On one hand, "right-hand" and "left-hand" provide a visual anchor; a point
of reference, if you will. I think think that, hands down, it is a
"warmer" phrase than "right corner". And since many of us seek to create
friendlier documentation by using a more casual syle (for instance, "you"
and not "the user"), I believe "right-hand" helps to lend a hand in this
On the other hand, the desire for precision in our writing (not necessarily
exemplified in *this* message) would demand that we cut our right-hand off
(if it offends us).
So I suppose that the proper use of -hand(s) is contextual depending upon
your audience and subject matter (or if it's the first date).
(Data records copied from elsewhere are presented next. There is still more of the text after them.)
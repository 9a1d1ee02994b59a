//! Strict inner join of water-quality samples with monthly weather.

use crate::config::PipelineConfig;
use crate::constants::{MERGED_TABLE, MONTHLY_WEATHER_TABLE, WATER_QUALITY_TABLE};
use crate::error::{PhytoError, Result};
use crate::models::{MergedFrame, MonthlyWeather, WaterQualityFrame};
use crate::schema::{has_column, month_key, require_columns, year_key};
use polars::prelude::*;
use tracing::{debug, warn};

/// Inner-join on (Year, Month), plus the context column when both sides have it
///
/// A sample without matching weather context cannot be trained on, so it is
/// discarded rather than kept with missing weather values. Monthly weather
/// grouped by a context column the samples lack is a schema error: joining it
/// on (Year, Month) alone would repeat each sample once per context value.
pub fn merge(
    water: &WaterQualityFrame,
    monthly: &MonthlyWeather,
    config: &PipelineConfig,
) -> Result<MergedFrame> {
    let year = config.year_column.as_str();
    let month = config.month_column.as_str();
    require_columns(water.frame(), WATER_QUALITY_TABLE, [year, month])?;
    require_columns(monthly.frame(), MONTHLY_WEATHER_TABLE, [year, month])?;

    let mut keys = vec![col(year), col(month)];
    if let Some(context) = config.context_column.as_deref() {
        match (has_column(water.frame(), context), has_column(monthly.frame(), context)) {
            (true, true) => keys.push(col(context)),
            (false, true) => {
                return Err(PhytoError::Schema {
                    table: WATER_QUALITY_TABLE.to_string(),
                    missing: vec![context.to_string()],
                });
            }
            _ => {}
        }
    }

    let water_side = water
        .frame()
        .clone()
        .lazy()
        .with_columns([year_key(year), month_key(month)]);
    let weather_side = monthly
        .frame()
        .clone()
        .lazy()
        .with_columns([year_key(year), month_key(month)]);

    let merged = water_side
        .join(
            weather_side,
            keys.clone(),
            keys,
            JoinArgs::new(JoinType::Inner),
        )
        .collect()?;

    let unmatched = water.height().saturating_sub(merged.height());
    if unmatched > 0 {
        warn!(
            "{} of {} water-quality rows had no matching monthly weather and were discarded",
            unmatched,
            water.height()
        );
    }
    debug!(
        "Built {} table: {} rows, {} columns",
        MERGED_TABLE,
        merged.height(),
        merged.width()
    );

    Ok(MergedFrame::from_frame(merged))
}
//! RNG module - deterministic randomness for spawning
//!
//! Everything random in a session (bonus candidate order, demo drops) goes
//! through [`SimpleRng`], so a seed plus an input log reproduces a run exactly.
//!
//! [`BlockBag`] is a shuffle-bag over the active [`SpawnRange`]: each bag holds
//! every spawn type once, drawn in shuffled order before the next bag is
//! shuffled.

use crate::types::{BlockType, SpawnRange};

/// Simple LCG (Linear Congruential Generator) RNG
/// Uses constants from Numerical Recipes
#[derive(Debug, Clone, PartialEq, Eq)]
pub struct SimpleRng {
    state: u32,
}

impl SimpleRng {
    /// Create a new RNG with the given seed
    pub fn new(seed: u32) -> Self {
        // Avoid 0 seed which would produce all zeros
        let state = if seed == 0 { 1 } else { seed };
        Self { state }
    }

    /// Generate next random u32
    pub fn next_u32(&mut self) -> u32 {
        // a=1664525, c=1013904223, m=2^32
        self.state = self.state.wrapping_mul(1664525).wrapping_add(1013904223);
        self.state
    }

    /// Generate random value in range [0, max). Returns 0 when `max` is 0.
    pub fn next_range(&mut self, max: u32) -> u32 {
        if max == 0 {
            return 0;
        }
        self.next_u32() % max
    }

    /// Shuffle a slice using Fisher-Yates
    pub fn shuffle<T>(&mut self, slice: &mut [T]) {
        for i in (1..slice.len()).rev() {
            let j = self.next_range((i + 1) as u32) as usize;
            slice.swap(i, j);
        }
    }

    /// Current state; `SimpleRng::new(rng.state())` continues the same sequence.
    pub fn state(&self) -> u32 {
        self.state
    }
}

/// Shuffle-bag of spawn types.
#[derive(Debug, Clone)]
pub struct BlockBag {
    spawn: SpawnRange,
    bag: Vec<BlockType>,
    bag_index: usize,
}

impl BlockBag {
    pub fn new(spawn: SpawnRange) -> Self {
        Self {
            spawn,
            bag: Vec::with_capacity(spawn.count() as usize),
            bag_index: 0,
        }
    }

    fn refill(&mut self, rng: &mut SimpleRng) {
        self.bag.clear();
        self.bag.extend(self.spawn.types());
        rng.shuffle(&mut self.bag);
        self.bag_index = 0;
    }

    /// Draw the next block type, refilling from `rng` when the bag is empty.
    pub fn draw(&mut self, rng: &mut SimpleRng) -> BlockType {
        if self.bag_index >= self.bag.len() {
            self.refill(rng);
        }
        let block = self.bag[self.bag_index];
        self.bag_index += 1;
        block
    }

    /// Types left in the current bag.
    pub fn remaining(&self) -> &[BlockType] {
        &self.bag[self.bag_index.min(self.bag.len())..]
    }

    pub fn spawn(&self) -> SpawnRange {
        self.spawn
    }
}
//! JSON-lines action trace.
//!
//! Each applied batch becomes one line, `{"seq":N,"actions":[...]}`. A trace
//! plus the starting layout is enough to replay a level without the
//! detector.

use std::io::{BufRead, Write};

use anyhow::{Context, Result};
use tower_cascade_core::{ActionConsumer, Grid};
use tower_cascade_types::GridAction;

use crate::publisher::BatchMessage;

/// Listener that writes every batch as one JSON line.
///
/// Write errors do not interrupt the session: the first one is kept and
/// returned by [`TraceRecorder::finish`], later batches are skipped.
pub struct TraceRecorder<W: Write> {
    writer: W,
    seq: u64,
    error: Option<anyhow::Error>,
}

impl<W: Write> TraceRecorder<W> {
    pub fn new(writer: W) -> Self {
        Self {
            writer,
            seq: 0,
            error: None,
        }
    }

    pub fn lines_written(&self) -> u64 {
        self.seq
    }

    fn write_batch(&mut self, batch: &[GridAction]) -> Result<()> {
        let msg = BatchMessage {
            seq: self.seq + 1,
            actions: batch.to_vec(),
        };
        serde_json::to_writer(&mut self.writer, &msg).context("serialize batch")?;
        self.writer.write_all(b"\n").context("write trace line")?;
        self.seq += 1;
        Ok(())
    }

    /// Flush and return the writer, or the first error seen.
    pub fn finish(mut self) -> Result<W> {
        if let Some(err) = self.error.take() {
            return Err(err);
        }
        self.writer.flush().context("flush trace")?;
        Ok(self.writer)
    }
}

impl<W: Write> ActionConsumer for TraceRecorder<W> {
    fn apply_actions(&mut self, batch: &[GridAction]) {
        if self.error.is_some() {
            return;
        }
        if let Err(err) = self.write_batch(batch) {
            eprintln!("[Trace] {:#}", err);
            self.error = Some(err);
        }
    }
}

/// Parse a trace written by [`TraceRecorder`]. Blank lines are skipped.
pub fn read_trace(reader: impl BufRead) -> Result<Vec<BatchMessage>> {
    let mut out = Vec::new();
    for (i, line) in reader.lines().enumerate() {
        let line = line.with_context(|| format!("read trace line {}", i + 1))?;
        if line.trim().is_empty() {
            continue;
        }
        let msg: BatchMessage =
            serde_json::from_str(&line).with_context(|| format!("parse trace line {}", i + 1))?;
        out.push(msg);
    }
    Ok(out)
}

/// Re-apply recorded batches to `grid`, in order.
pub fn replay(grid: &mut Grid, trace: &[BatchMessage]) {
    for msg in trace {
        grid.apply_actions(&msg.actions);
    }
}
And that is my -hand stand.
Just my $0.2 while I have some time on my hands. =^)
varchamb -at- midway -dot- uchicago -dot- edu
P.S.: My apologies for this post. I got little sleep last night, having
spent serveral hours in ER--my husband had a deep cut on his left-hand.
>> Why is it incorrect to say "lower right-hand corner"?
>I don't use the "-hand" part because it is my impression (or perhaps "guess"
>instead of "impression") that "right-hand" and "left-hand" are
>language-specific idiom. I wouldn't expect people who speak English as a
>second language (part of my audience) to be familiar with the expression.
>Or, I would at least expect that "lower right" might seem more natural to them.
>Also, the "-hand" doesn't add anything ... why use it?